El 30 de mayo de 1961, Rafael Leónidas Trujillo fue ejecutado en una emboscada mientras se desplazaba por la carretera hacia San Cristóbal. Ese acto, liderado por un grupo de dominicanos cansados del terror y el autoritarismo, marcó el principio del fin de una de las dictaduras más sangrientas del siglo XX en América Latina.

Desde hace algunos años, cada 30 de mayo, cuando los medios de comunicación recuerdan el asesinato del dictador, las redes sociales se llenan de alabanzas a Rafael Leónidas Trujillo, como si se tratara de un héroe nacional. Algunos aseguran que “con Trujillo esto no pasaba”, que “era un hombre de orden”, o incluso que “lo que este país necesita es otro como él”. Frente a esa nostalgia disfrazada de patriotismo, hay que decirlo sin rodeos: si usted admira a Trujillo, no está siendo patriota, está siendo cómplice del olvido.

Trujillo no fue un patriota. Fue un dictador. Gobernó a sangre y fuego durante más de tres décadas, creando un Estado que giraba en torno a su figura y al enriquecimiento descarado de su familia. Se amaba más a sí mismo que al país: rebautizó ciudades, provincias, avenidas, escuelas con su propio nombre y de los suyos.

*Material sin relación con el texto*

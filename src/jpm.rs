//! JPM: the auxiliary stack of path-resolved pointer handles (spec §4.6).
//!
//! A handle is conceptually `(document reference, target value, optional
//! origin path)`. `serde_json::Value` has no stable node identity to index
//! into, so this implementation takes the conservative translation spec §9
//! recommends: a handle is a retained document plus a path, re-resolved
//! against the live document on every `ptr_get`/`ptr_set` rather than a
//! cached raw pointer. This trades a little performance for never being
//! able to go stale undetectably.

use crate::error::FatalError;
use serde_json::Value;

/// Default bound from spec §4.6 ("capacity >= 64").
pub const CAPACITY: usize = 64;

/// One path-resolved handle.
#[derive(Debug, Clone)]
pub struct Handle {
    /// The RFC 6901 path this handle was created against.
    pub path: String,
}

/// The bounded parallel stack of handles.
#[derive(Debug, Default)]
pub struct Jpm {
    handles: Vec<Handle>,
}

impl Jpm {
    /// A fresh, empty handle stack.
    pub fn new() -> Self {
        Jpm {
            handles: Vec::new(),
        }
    }

    /// Resolve `path` against `root` (failing the same way `get` does if it
    /// doesn't resolve), retain the document via `ref`, and push a handle.
    /// Fatal if the stack is already at [`CAPACITY`].
    pub fn push(&mut self, root: &mut Value, path: String) -> Result<(), FatalError> {
        crate::pointer::resolve(root, &path)
            .map_err(|kind| crate::pointer::resolve_error("ptr_new", &path, kind))?;
        if self.handles.len() >= CAPACITY {
            return Err(FatalError::AssertionFailure {
                detail: format!("JPM stack overflow (capacity {CAPACITY})"),
            });
        }
        bump_ref(root, 1);
        self.handles.push(Handle { path });
        Ok(())
    }

    /// Pop and release the top handle. Fatal underflow if empty (spec
    /// §8, "`ptr_release` on empty pointer stack is fatal").
    pub fn pop(&mut self, root: &mut Value) -> Result<Handle, FatalError> {
        let handle = self.handles.pop().ok_or_else(|| FatalError::AssertionFailure {
            detail: "ptr_release on empty pointer stack".to_string(),
        })?;
        bump_ref(root, -1);
        Ok(handle)
    }

    /// Peek the top handle without changing `ref`. Fatal underflow if
    /// empty.
    pub fn peek(&self) -> Result<&Handle, FatalError> {
        self.handles.last().ok_or_else(|| FatalError::AssertionFailure {
            detail: "pointer stack is empty".to_string(),
        })
    }

    /// Release every remaining handle (VM shutdown, per spec §4.6).
    pub fn release_all(&mut self, root: &mut Value) {
        while self.pop(root).is_ok() {}
    }

}

fn bump_ref(root: &mut Value, delta: i64) {
    let Some(obj) = root.as_object_mut() else {
        return;
    };
    let current = obj.get("ref").and_then(Value::as_i64).unwrap_or(1);
    obj.insert("ref".to_string(), Value::from(current + delta));
}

Su egolatría no conoció límites, y la idea de nación quedó reducida a un reflejo de su vanidad personal. El mismo Estado que eliminó la libertad de prensa, persiguió opositores, secuestró, torturó y asesinó. El mismo régimen que cometió uno de los peores genocidios del Caribe en 1937, con la Masacre del Perejil. ¿Qué clase de patriotismo puede defender esos crímenes?

Los supuestos “logros” del régimen son, en su mayoría, mitos sostenidos por la propaganda que él mismo financió. El pago de la deuda externa, por ejemplo, no fue un acto heroico, sino una operación de maquillaje contable: el Estado se prestó dinero a sí mismo para saldar la deuda internacional, el mismo día que Haití hizo lo mismo, sin tanto alarde. ¿Qué tiene eso de extraordinario?

La creación del Banco Central tampoco fue un gesto visionario. Fue una medida que otros países de la región ya habían tomado. Y mientras la moneda dominicana perdía su respaldo en oro, los bienes de la familia Trujillo crecían hasta representar el 42 % del PIB nacional. Es decir, la riqueza del país se concentró en manos de una sola familia.

Incluso lo que se presenta como “solución al tema haitiano” es otra gran mentira. A partir de los años 50, Trujillo se convirtió en el mayor empleador de mano de obra haitiana, mientras poseía la mayoría de los ingenios azucareros. ¿Dónde está el orgullo nacionalista en esclavizar al vecino?

Muchos insisten en que “por lo menos había orden”. Sí, había orden… el orden del silencio impuesto con miedo. El orden del toque de queda y las listas negras. El orden de un país sin prensa libre, sin partidos, sin disidencia permitida. Un país donde estar en desacuerdo era peligroso, y donde decir la verdad podía costarte la vida.

Admirar a Trujillo no es un acto de amor por la patria. Es ignorancia histórica, desinformación o simple cinismo. Y aunque estas tres razones no son mutuamente excluyentes, ninguna justifica el culto al verdugo. Si usted cree que la solución para este país es volver a un régimen así, no está pensando en la República Dominicana, sino en una fantasía autoritaria.

Honrar la patria es aprender de su historia, no repetirla. Y la historia de Trujillo no debe inspirar orgullo, sino una profunda advertencia.

El nacionalismo no puede basarse en la desinformación. Honrar la memoria de un país es también protegerla del olvido, del miedo y de los cuentos construidos por quienes reprimieron la verdad.